╭─ Exercise data

//! Role membership checks.

use crate::{Check, Subject, Verdict};
use async_trait::async_trait;
use bouncer_core::{
    ExecutionContext, FailureArg, FailureKind, FailureRecord, Guild, GuildId, RoleId, RoleRef,
};
use bouncer_error::{BouncerResult, CheckConfigError, CheckConfigErrorKind};
use tracing::{debug, instrument};

/// Passes when the subject holds at least one of the configured roles.
///
/// Roles are given by id or by exact name; both are resolved against the
/// guild's role list, so an id the guild does not define never matches. The
/// guild is the invoking one unless set with [`RoleCheck::in_guild`].
///
/// Fails (without error) when there is no guild, the guild cannot be found,
/// or the subject is not a member. Reports `(role-or-roles, guild)`.
///
/// # Examples
///
/// ```
/// use bouncer_check::RoleCheck;
/// use bouncer_core::RoleId;
///
/// let moderators = RoleCheck::user_any([RoleId::new(1).into(), "moderator".into()]).unwrap();
/// assert!(RoleCheck::user("").is_err());
/// # let _ = moderators;
/// ```
#[derive(Debug, Clone)]
pub struct RoleCheck {
    subject: Subject,
    roles: Vec<RoleRef>,
    single: bool,
    guild: Option<GuildId>,
}

impl RoleCheck {
    fn build(subject: Subject, roles: Vec<RoleRef>, single: bool) -> Result<Self, CheckConfigError> {
        if roles.is_empty() {
            return Err(CheckConfigError::new(CheckConfigErrorKind::EmptySet("role")));
        }
        if let Some(RoleRef::Name(name)) = roles
            .iter()
            .find(|role| matches!(role, RoleRef::Name(name) if name.trim().is_empty()))
        {
            return Err(CheckConfigError::new(CheckConfigErrorKind::InvalidRole(
                name.clone(),
            )));
        }
        Ok(Self {
            subject,
            roles,
            single,
            guild: None,
        })
    }

    /// The invoking user must hold `role`.
    pub fn user(role: impl Into<RoleRef>) -> Result<Self, CheckConfigError> {
        Self::build(Subject::User, vec![role.into()], true)
    }

    /// The invoking user must hold one of `roles`.
    pub fn user_any(roles: impl IntoIterator<Item = RoleRef>) -> Result<Self, CheckConfigError> {
        Self::build(Subject::User, roles.into_iter().collect(), false)
    }

    /// The bot must hold `role`.
    pub fn bot(role: impl Into<RoleRef>) -> Result<Self, CheckConfigError> {
        Self::build(Subject::Bot, vec![role.into()], true)
    }

    /// The bot must hold one of `roles`.
    pub fn bot_any(roles: impl IntoIterator<Item = RoleRef>) -> Result<Self, CheckConfigError> {
        Self::build(Subject::Bot, roles.into_iter().collect(), false)
    }

    /// Look the roles up in `guild` instead of the invoking guild.
    pub fn in_guild(mut self, guild: GuildId) -> Self {
        self.guild = Some(guild);
        self
    }

    fn kind(&self) -> FailureKind {
        match self.subject {
            Subject::User => FailureKind::UserMissingRole,
            Subject::Bot => FailureKind::BotMissingRole,
        }
    }

    fn role_arg(&self) -> FailureArg {
        match self.roles.as_slice() {
            [role] if self.single => FailureArg::Role(role.clone()),
            roles => FailureArg::Roles(roles.to_vec()),
        }
    }

    fn resolve(&self, guild: &Guild) -> Vec<RoleId> {
        self.roles
            .iter()
            .filter_map(|role| match role {
                RoleRef::Id(id) => guild.role_by_id(*id),
                RoleRef::Name(name) => guild.role_by_name(name),
            })
            .map(|role| role.id)
            .collect()
    }

    async fn holds_role(
        &self,
        ctx: &dyn ExecutionContext,
        guild_id: Option<GuildId>,
    ) -> BouncerResult<bool> {
        let Some(guild_id) = guild_id else {
            debug!("No guild to look roles up in");
            return Ok(false);
        };
        let Some(guild) = ctx.guild(guild_id).await? else {
            debug!(%guild_id, "Guild not found");
            return Ok(false);
        };
        let user = self.subject.id(ctx);
        let Some(member) = ctx.member(guild_id, user).await? else {
            debug!(%guild_id, %user, "Subject is not a member");
            return Ok(false);
        };

        let wanted = self.resolve(&guild);
        Ok(member.roles().iter().any(|held| wanted.contains(held)))
    }
}

#[async_trait]
impl Check for RoleCheck {
    fn name(&self) -> String {
        format!("{}_has_role", self.subject)
    }

    #[instrument(skip_all, fields(check = "role", subject = %self.subject))]
    async fn evaluate(&self, ctx: &dyn ExecutionContext) -> BouncerResult<Verdict> {
        let guild_id = self.guild.or(ctx.guild_id());
        let passed = self.holds_role(ctx, guild_id).await?;
        debug!(passed, "Evaluated role check");
        Ok(Verdict::new(
            passed,
            FailureRecord::new(self.kind(), vec![self.role_arg(), FailureArg::Guild(guild_id)]),
        ))
    }
}

#[cfg(test)]
mod tests {
    use super::*;
    use bouncer_core::{GuildBuilder, MemberBuilder, MockContext, Role, UserId};

    fn guild() -> Guild {
        GuildBuilder::default()
            .id(GuildId::new(7))
            .owner_id(UserId::new(100))
            .roles(vec![
                Role::new(RoleId::new(1), "member"),
                Role::new(RoleId::new(2), "moderator"),
                Role::new(RoleId::new(42), "admin"),
            ])
            .build()
            .unwrap()
    }

    fn ctx(user: u64, roles: Vec<RoleId>) -> MockContext {
        let member = MemberBuilder::default()
            .user_id(UserId::new(user))
            .roles(roles)
            .build()
            .unwrap();
        MockContext::in_guild(UserId::new(user), GuildId::new(7))
            .with_guild(guild())
            .with_member(GuildId::new(7), member)
    }

    #[tokio::test]
    async fn matches_by_name() {
        let ctx = ctx(5, vec![RoleId::new(2)]);
        let check = RoleCheck::user("moderator").unwrap();
        assert!(check.evaluate(&ctx).await.unwrap().passed());
    }

    #[tokio::test]
    async fn any_role_from_a_set() {
        let ctx = ctx(5, vec![RoleId::new(1)]);
        let check = RoleCheck::user_any([RoleId::new(42).into(), "member".into()]).unwrap();
        assert!(check.evaluate(&ctx).await.unwrap().passed());
    }

    #[tokio::test]
    async fn bot_is_looked_up_separately() {
        let ctx = ctx(5, vec![RoleId::new(42)]);
        let verdict = RoleCheck::bot(RoleId::new(42)).unwrap().evaluate(&ctx).await.unwrap();
        assert!(!verdict.passed());
        assert_eq!(*verdict.record().kind(), FailureKind::BotMissingRole);
    }

    #[tokio::test]
    async fn dm_fails_without_lookups() {
        let ctx = MockContext::dm(UserId::new(5));
        let verdict = RoleCheck::user(RoleId::new(1)).unwrap().evaluate(&ctx).await.unwrap();
        assert!(!verdict.passed());
        assert_eq!(verdict.record().args()[1], FailureArg::Guild(None));
        assert_eq!(ctx.lookups(), 0);
    }

    #[test]
    fn rejects_empty_configuration() {
        let err = RoleCheck::user_any([]).unwrap_err();
        assert_eq!(err.kind(), &CheckConfigErrorKind::EmptySet("role"));
        let err = RoleCheck::bot("  ").unwrap_err();
        assert!(matches!(err.kind(), CheckConfigErrorKind::InvalidRole(_)));
    }
}
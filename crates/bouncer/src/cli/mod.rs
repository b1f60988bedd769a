//! Command-line interface module.
//!
//! This module provides the CLI structure and command handlers for the bouncer binary.

mod commands;
mod handlers;

pub use commands::{Cli, Commands};
pub use handlers::{list_kinds, render_kind, show_config};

╰─

**Goal of the exercise:**
With nothing added or left out, print the data again.

**Response box:**
//! Role membership checks.

use crate::{Check, Subject, Verdict};
use async_trait::async_trait;
use bouncer_core::{
    ExecutionContext, FailureArg, FailureKind, FailureRecord, Guild, GuildId, RoleId, RoleRef,
};
use bouncer_error::{BouncerResult, CheckConfigError, CheckConfigErrorKind};
use tracing::{debug, instrument};

/// Passes when the subject holds at least one of the configured roles.
///
/// Roles are given by id or by exact name; both are resolved against the
/// guild's role list, so an id the guild does not define never matches. The
/// guild is the invoking one unless set with [`RoleCheck::in_guild`].
///
/// Fails (without error) when there is no guild, the guild cannot be found,
/// or the subject is not a member. Reports `(role-or-roles, guild)`.
///
/// # Examples
///
/// ```
/// use bouncer_check::RoleCheck;
/// use bouncer_core::RoleId;
///
/// let moderators = RoleCheck::user_any([RoleId::new(1).into(), "moderator".into()]).unwrap();
/// assert!(RoleCheck::user("").is_err());
/// # let _ = moderators;
/// ```
#[derive(Debug, Clone)]
pub struct RoleCheck {
    subject: Subject,
    roles: Vec<RoleRef>,
    single: bool,
    guild: Option<GuildId>,
}

impl RoleCheck {
    fn build(subject: Subject, roles: Vec<RoleRef>, single: bool) -> Result<Self, CheckConfigError> {
        if roles.is_empty() {
            return Err(CheckConfigError::new(CheckConfigErrorKind::EmptySet("role")));
        }
        if let Some(RoleRef::Name(name)) = roles
            .iter()
            .find(|role| matches!(role, RoleRef::Name(name) if name.trim().is_empty()))
        {
            return Err(CheckConfigError::new(CheckConfigErrorKind::InvalidRole(
                name.clone(),
            )));
        }
        Ok(Self {
            subject,
            roles,
            single,
            guild: None,
        })
    }

    /// The invoking user must hold `role`.
    pub fn user(role: impl Into<RoleRef>) -> Result<Self, CheckConfigError> {
        Self::build(Subject::User, vec![role.into()], true)
    }

    /// The invoking user must hold one of `roles`.
    pub fn user_any(roles: impl IntoIterator<Item = RoleRef>) -> Result<Self, CheckConfigError> {
        Self::build(Subject::User, roles.into_iter().collect(), false)
    }

    /// The bot must hold `role`.
    pub fn bot(role: impl Into<RoleRef>) -> Result<Self, CheckConfigError> {
        Self::build(Subject::Bot, vec![role.into()], true)
    }

    /// The bot must hold one of `roles`.
    pub fn bot_any(roles: impl IntoIterator<Item = RoleRef>) -> Result<Self, CheckConfigError> {
        Self::build(Subject::Bot, roles.into_iter().collect(), false)
    }

    /// Look the roles up in `guild` instead of the invoking guild.
    pub fn in_guild(mut self, guild: GuildId) -> Self {
        self.guild = Some(guild);
        self
    }

    fn kind(&self) -> FailureKind {
        match self.subject {
            Subject::User => FailureKind::UserMissingRole,
            Subject::Bot => FailureKind::BotMissingRole,
        }
    }

    fn role_arg(&self) -> FailureArg {
        match self.roles.as_slice() {
            [role] if self.single => FailureArg::Role(role.clone()),
            roles => FailureArg::Roles(roles.to_vec()),
        }
    }

    fn resolve(&self, guild: &Guild) -> Vec<RoleId> {
        self.roles
            .iter()
            .filter_map(|role| match role {
                RoleRef::Id(id) => guild.role_by_id(*id),
                RoleRef::Name(name) => guild.role_by_name(name),
            })
            .map(|role| role.id)
            .collect()
    }

    async fn holds_role(
        &self,
        ctx: &dyn ExecutionContext,
        guild_id: Option<GuildId>,
    ) -> BouncerResult<bool> {
        let Some(guild_id) = guild_id else {
            debug!("No guild to look roles up in");
            return Ok(false);
        };
        let Some(guild) = ctx.guild(guild_id).await? else {
            debug!(%guild_id, "Guild not found");
            return Ok(false);
        };
        let user = self.subject.id(ctx);
        let Some(member) = ctx.member(guild_id, user).await? else {
            debug!(%guild_id, %user, "Subject is not a member");
            return Ok(false);
        };

        let wanted = self.resolve(&guild);
        Ok(member.roles().iter().any(|held| wanted.contains(held)))
    }
}

#[async_trait]
impl Check for RoleCheck {
    fn name(&self) -> String {
        format!("{}_has_role", self.subject)
    }

    #[instrument(skip_all, fields(check = "role", subject = %self.subject))]
    async fn evaluate(&self, ctx: &dyn ExecutionContext) -> BouncerResult<Verdict> {
        let guild_id = self.guild.or(ctx.guild_id());
        let passed = self.holds_role(ctx, guild_id).await?;
        debug!(passed, "Evaluated role check");
        Ok(Verdict::new(
            passed,
            FailureRecord::new(self.kind(), vec![self.role_arg(), FailureArg::Guild(guild_id)]),
        ))
    }
}

#[cfg(test)]
mod tests {
    use super::*;
    use bouncer_core::{GuildBuilder, MemberBuilder, MockContext, Role, UserId};

    fn guild() -> Guild {
        GuildBuilder::default()
            .id(GuildId::new(7))
            .owner_id(UserId::new(100))
            .roles(vec![
                Role::new(RoleId::new(1), "member"),
                Role::new(RoleId::new(2), "moderator"),
                Role::new(RoleId::new(42), "admin"),
            ])
            .build()
            .unwrap()
    }

    fn ctx(user: u64, roles: Vec<RoleId>) -> MockContext {
        let member = MemberBuilder::default()
            .user_id(UserId::new(user))
            .roles(roles)
            .build()
            .unwrap();
        MockContext::in_guild(UserId::new(user), GuildId::new(7))
            .with_guild(guild())
            .with_member(GuildId::new(7), member)
    }

    #[tokio::test]
    async fn matches_by_name() {
        let ctx = ctx(5, vec![RoleId::new(2)]);
        let check = RoleCheck::user("moderator").unwrap();
        assert!(check.evaluate(&ctx).await.unwrap().passed());
    }

    #[tokio::test]
    async fn any_role_from_a_set() {
        let ctx = ctx(5, vec![RoleId::new(1)]);
        let check = RoleCheck::user_any([RoleId::new(42).into(), "member".into()]).unwrap();
        assert!(check.evaluate(&ctx).await.unwrap().passed());
    }

    #[tokio::test]
    async fn bot_is_looked_up_separately() {
        let ctx = ctx(5, vec![RoleId::new(42)]);
        let verdict = RoleCheck::bot(RoleId::new(42)).unwrap().evaluate(&ctx).await.unwrap();
        assert!(!verdict.passed());
        assert_eq!(*verdict.record().kind(), FailureKind::BotMissingRole);
    }

    #[tokio::test]
    async fn dm_fails_without_lookups() {
        let ctx = MockContext::dm(UserId::new(5));
        let verdict = RoleCheck::user(RoleId::new(1)).unwrap().evaluate(&ctx).await.unwrap();
        assert!(!verdict.passed());
        assert_eq!(verdict.record().args()[1], FailureArg::Guild(None));
        assert_eq!(ctx.lookups(), 0);
    }

    #[test]
    fn rejects_empty_configuration() {
        let err = RoleCheck::user_any([]).unwrap_err();
        assert_eq!(err.kind(), &CheckConfigErrorKind::EmptySet("role"));
        let err = RoleCheck::bot("  ").unwrap_err();
        assert!(matches!(err.kind(), CheckConfigErrorKind::InvalidRole(_)));
    }
}
filename crates/bouncer/src/cli/mod.rs
repository b1f60988bedd769a
//! Command-line interface module.
//!
//! This module provides the CLI structure and command handlers for the bouncer binary.

mod commands;
mod handlers;

pub use commands::{Cli, Commands};
pub use handlers::{list_kinds, render_kind, show_config};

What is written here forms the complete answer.